Stored data
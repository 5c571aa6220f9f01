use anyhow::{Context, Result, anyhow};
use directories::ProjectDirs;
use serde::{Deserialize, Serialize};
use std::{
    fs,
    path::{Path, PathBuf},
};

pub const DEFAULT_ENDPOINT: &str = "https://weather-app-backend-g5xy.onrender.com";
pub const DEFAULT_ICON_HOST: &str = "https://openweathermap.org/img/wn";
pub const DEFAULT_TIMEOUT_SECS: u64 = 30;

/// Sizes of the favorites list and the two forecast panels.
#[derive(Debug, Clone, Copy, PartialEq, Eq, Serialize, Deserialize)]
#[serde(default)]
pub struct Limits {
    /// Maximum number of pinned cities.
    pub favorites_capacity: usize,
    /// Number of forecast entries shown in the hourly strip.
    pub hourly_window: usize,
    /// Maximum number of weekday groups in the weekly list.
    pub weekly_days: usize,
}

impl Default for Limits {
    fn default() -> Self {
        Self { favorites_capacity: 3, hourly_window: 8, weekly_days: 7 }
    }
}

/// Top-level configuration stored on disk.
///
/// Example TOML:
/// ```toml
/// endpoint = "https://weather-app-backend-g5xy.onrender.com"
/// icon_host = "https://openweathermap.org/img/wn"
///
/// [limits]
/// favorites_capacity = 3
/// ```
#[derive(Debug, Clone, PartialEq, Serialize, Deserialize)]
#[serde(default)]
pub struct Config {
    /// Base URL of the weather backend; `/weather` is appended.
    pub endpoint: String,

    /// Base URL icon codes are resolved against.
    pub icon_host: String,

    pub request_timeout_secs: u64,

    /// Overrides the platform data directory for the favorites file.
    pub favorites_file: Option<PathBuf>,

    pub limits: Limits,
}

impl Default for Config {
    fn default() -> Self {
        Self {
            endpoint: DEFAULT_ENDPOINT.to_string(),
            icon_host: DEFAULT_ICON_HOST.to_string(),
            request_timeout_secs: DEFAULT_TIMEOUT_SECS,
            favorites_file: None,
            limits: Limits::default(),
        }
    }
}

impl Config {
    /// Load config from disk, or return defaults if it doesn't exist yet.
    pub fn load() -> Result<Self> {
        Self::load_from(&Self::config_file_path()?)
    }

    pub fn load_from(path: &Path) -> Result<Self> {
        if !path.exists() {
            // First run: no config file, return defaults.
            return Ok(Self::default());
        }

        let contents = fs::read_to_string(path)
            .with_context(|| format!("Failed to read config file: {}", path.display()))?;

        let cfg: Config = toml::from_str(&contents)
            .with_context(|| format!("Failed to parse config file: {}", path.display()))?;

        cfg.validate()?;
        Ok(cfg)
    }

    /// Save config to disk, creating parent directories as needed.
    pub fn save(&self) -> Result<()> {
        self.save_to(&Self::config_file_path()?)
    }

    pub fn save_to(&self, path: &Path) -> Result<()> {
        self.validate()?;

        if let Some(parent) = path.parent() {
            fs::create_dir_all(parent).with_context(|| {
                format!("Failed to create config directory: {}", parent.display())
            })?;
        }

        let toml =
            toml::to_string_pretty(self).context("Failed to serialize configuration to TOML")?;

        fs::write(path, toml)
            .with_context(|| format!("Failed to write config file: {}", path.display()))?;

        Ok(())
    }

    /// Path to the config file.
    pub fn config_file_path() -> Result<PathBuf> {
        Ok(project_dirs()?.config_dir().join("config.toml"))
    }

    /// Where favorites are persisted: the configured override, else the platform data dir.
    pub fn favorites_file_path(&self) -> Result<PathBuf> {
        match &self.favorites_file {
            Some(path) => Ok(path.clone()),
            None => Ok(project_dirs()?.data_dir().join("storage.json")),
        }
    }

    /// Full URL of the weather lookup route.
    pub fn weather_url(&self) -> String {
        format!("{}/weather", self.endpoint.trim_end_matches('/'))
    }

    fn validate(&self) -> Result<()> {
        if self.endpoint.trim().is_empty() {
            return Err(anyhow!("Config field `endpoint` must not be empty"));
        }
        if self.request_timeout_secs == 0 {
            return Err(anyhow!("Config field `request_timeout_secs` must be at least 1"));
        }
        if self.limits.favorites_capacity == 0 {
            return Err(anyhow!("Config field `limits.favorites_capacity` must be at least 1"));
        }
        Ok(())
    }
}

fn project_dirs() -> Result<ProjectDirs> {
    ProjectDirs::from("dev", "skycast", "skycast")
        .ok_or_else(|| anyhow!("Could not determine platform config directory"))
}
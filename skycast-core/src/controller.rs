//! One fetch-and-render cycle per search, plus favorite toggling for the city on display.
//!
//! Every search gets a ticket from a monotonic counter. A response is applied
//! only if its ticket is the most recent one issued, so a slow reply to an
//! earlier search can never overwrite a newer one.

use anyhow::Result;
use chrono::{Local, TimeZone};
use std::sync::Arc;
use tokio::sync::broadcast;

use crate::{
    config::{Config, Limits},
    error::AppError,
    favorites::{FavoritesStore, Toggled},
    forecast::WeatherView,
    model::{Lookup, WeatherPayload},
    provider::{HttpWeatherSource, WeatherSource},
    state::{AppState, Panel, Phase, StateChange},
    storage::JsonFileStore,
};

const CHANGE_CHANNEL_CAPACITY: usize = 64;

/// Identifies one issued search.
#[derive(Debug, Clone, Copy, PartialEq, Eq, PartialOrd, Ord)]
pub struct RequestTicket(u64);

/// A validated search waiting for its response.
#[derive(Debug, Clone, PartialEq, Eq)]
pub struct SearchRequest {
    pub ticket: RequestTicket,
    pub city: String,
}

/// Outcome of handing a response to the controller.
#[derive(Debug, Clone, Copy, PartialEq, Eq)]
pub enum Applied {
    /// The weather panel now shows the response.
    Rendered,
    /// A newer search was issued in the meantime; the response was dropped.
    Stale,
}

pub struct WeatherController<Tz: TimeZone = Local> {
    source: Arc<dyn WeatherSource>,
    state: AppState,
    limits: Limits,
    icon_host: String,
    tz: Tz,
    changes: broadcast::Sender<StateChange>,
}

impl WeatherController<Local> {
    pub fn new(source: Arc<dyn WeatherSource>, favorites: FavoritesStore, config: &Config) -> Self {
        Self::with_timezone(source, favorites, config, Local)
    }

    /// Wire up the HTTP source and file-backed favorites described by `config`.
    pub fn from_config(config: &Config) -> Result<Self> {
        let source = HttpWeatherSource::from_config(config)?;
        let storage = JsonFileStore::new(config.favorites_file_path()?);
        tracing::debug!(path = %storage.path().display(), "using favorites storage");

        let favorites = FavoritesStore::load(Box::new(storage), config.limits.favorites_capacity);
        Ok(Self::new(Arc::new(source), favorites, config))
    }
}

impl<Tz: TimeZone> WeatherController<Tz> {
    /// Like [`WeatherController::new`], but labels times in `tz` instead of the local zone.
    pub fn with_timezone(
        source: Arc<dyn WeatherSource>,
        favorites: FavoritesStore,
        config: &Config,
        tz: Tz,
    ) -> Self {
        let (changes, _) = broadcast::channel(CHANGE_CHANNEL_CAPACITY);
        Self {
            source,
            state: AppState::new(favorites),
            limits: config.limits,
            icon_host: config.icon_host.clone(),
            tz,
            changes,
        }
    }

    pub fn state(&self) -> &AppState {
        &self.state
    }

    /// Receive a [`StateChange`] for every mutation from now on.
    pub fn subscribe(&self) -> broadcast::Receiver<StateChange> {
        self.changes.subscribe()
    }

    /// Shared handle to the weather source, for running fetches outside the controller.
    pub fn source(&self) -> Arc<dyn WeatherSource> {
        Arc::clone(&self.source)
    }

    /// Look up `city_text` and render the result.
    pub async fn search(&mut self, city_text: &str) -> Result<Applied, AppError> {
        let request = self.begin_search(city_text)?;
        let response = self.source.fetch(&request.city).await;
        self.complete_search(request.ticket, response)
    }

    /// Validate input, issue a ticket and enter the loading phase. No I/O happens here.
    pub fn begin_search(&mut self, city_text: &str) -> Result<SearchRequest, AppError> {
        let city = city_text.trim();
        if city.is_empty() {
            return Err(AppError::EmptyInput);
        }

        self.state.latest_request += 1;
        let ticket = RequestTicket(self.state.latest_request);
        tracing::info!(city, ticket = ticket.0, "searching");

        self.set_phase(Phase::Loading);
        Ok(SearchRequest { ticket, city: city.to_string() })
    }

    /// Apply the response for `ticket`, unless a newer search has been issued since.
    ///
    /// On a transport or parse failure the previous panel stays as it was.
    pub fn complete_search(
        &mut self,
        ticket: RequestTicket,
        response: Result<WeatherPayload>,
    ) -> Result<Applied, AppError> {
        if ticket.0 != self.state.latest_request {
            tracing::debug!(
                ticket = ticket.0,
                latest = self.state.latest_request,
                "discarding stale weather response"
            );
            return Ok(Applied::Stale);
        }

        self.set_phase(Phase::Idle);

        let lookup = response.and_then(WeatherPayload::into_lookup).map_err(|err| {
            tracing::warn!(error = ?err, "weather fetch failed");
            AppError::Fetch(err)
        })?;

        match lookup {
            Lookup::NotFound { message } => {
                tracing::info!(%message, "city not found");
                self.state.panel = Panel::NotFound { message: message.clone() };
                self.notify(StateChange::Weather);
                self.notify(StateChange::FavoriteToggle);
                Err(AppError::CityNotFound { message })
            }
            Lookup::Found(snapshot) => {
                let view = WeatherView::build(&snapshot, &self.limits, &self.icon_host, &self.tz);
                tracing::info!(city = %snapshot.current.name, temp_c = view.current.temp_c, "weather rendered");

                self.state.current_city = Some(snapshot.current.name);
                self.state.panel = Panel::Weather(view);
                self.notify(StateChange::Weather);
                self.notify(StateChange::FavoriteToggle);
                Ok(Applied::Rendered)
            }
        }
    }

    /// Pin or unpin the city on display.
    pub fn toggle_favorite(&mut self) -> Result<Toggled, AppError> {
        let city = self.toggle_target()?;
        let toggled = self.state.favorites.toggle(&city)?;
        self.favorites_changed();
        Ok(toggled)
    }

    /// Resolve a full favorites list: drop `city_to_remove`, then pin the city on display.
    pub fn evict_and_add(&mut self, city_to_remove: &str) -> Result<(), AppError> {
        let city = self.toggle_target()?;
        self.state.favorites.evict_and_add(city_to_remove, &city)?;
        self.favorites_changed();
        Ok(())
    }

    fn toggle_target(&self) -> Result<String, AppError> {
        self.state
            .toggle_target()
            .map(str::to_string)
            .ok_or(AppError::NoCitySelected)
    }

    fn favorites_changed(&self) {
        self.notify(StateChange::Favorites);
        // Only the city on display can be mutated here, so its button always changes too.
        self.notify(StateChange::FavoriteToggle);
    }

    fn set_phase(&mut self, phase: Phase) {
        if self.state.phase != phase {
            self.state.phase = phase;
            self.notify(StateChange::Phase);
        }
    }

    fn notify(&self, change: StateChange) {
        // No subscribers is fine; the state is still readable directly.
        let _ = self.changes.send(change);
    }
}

*Work to be completed:*
What is needed is every line of the records above that contains the word "join".

*Response below:*
        Ok(project_dirs()?.config_dir().join("config.toml"))
            None => Ok(project_dirs()?.data_dir().join("storage.json")),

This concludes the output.